What needs to be done - From the entries below, copy every line where the string "Particle" appears.

:::::

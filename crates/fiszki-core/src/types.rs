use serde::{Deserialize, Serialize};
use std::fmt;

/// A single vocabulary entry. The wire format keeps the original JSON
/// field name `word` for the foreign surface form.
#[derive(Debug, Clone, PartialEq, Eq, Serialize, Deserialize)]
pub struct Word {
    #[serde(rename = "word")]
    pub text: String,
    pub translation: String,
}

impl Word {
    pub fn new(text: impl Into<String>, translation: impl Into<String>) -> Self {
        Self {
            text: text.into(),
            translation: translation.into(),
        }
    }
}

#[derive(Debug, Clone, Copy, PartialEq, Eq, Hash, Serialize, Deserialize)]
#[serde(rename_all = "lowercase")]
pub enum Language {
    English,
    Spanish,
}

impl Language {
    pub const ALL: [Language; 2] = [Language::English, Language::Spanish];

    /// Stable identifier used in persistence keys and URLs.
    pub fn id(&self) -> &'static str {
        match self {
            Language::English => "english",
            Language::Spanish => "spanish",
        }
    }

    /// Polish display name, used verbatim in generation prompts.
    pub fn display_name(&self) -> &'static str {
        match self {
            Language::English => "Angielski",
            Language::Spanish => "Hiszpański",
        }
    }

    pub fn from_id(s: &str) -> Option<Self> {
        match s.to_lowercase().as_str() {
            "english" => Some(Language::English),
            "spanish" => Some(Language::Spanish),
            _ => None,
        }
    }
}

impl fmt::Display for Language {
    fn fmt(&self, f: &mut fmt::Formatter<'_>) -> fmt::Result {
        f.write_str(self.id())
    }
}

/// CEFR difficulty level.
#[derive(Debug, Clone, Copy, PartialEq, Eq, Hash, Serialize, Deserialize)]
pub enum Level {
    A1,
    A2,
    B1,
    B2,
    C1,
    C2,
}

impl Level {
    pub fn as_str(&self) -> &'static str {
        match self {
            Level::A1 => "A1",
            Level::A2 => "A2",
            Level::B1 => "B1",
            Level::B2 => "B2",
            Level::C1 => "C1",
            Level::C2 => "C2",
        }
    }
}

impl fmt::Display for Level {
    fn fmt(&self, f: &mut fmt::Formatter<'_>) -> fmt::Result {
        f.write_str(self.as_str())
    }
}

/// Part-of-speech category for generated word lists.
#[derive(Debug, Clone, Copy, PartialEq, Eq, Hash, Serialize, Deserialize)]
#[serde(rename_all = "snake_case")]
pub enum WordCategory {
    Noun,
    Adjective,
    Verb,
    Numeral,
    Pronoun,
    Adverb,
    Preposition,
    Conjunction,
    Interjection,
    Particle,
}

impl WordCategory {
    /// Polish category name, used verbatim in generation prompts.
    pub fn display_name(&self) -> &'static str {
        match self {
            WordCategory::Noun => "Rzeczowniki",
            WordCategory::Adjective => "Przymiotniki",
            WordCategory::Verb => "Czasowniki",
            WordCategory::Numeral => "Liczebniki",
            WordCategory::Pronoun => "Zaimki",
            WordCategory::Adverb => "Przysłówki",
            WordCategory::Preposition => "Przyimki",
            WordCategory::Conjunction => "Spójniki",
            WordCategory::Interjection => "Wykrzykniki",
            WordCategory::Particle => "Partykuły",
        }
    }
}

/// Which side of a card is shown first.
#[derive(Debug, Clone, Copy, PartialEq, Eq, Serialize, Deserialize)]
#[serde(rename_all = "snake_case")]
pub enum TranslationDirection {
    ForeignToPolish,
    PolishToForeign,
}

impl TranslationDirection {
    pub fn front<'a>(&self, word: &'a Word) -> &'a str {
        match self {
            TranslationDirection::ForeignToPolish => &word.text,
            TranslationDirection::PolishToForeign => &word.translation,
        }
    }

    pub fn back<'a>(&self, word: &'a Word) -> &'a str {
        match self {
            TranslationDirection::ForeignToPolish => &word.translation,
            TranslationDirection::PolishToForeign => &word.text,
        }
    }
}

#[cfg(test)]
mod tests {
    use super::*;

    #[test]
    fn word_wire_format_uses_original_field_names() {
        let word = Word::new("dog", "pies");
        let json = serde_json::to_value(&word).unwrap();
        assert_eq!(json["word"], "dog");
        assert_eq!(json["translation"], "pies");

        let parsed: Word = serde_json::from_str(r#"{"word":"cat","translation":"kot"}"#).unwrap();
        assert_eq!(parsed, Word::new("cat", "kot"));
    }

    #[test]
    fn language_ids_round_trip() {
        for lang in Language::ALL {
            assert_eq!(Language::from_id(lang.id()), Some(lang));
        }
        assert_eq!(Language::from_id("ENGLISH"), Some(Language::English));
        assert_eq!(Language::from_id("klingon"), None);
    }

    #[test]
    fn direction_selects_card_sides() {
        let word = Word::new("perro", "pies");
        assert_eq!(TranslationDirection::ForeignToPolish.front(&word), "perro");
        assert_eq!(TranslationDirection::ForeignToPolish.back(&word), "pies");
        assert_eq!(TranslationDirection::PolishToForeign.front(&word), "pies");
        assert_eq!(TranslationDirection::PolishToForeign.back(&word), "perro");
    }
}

:::::

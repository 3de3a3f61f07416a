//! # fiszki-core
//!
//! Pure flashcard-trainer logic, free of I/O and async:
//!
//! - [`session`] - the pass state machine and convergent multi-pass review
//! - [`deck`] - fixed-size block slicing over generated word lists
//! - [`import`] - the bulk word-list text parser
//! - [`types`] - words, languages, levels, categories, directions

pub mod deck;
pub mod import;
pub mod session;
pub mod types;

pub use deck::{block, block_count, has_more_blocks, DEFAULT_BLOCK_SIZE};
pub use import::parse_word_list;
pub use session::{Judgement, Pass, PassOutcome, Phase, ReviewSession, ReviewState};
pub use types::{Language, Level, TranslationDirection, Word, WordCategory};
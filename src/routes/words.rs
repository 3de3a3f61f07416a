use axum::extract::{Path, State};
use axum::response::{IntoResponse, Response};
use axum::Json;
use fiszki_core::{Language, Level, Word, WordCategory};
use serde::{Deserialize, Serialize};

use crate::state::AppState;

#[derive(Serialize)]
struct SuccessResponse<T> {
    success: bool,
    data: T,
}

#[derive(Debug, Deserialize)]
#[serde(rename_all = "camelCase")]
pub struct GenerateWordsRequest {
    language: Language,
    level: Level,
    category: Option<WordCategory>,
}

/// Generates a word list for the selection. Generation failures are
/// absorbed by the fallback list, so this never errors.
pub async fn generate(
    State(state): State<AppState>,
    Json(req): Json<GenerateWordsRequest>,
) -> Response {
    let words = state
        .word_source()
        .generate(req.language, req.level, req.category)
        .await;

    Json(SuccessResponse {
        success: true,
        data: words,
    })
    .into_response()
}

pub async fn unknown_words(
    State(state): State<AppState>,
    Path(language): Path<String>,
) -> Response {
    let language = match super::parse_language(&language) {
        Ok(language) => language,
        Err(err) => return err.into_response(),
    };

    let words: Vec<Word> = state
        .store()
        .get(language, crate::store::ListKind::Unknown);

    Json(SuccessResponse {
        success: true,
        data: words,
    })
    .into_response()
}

:::::

Completed task -
    Particle,
            WordCategory::Particle => "Partykuły",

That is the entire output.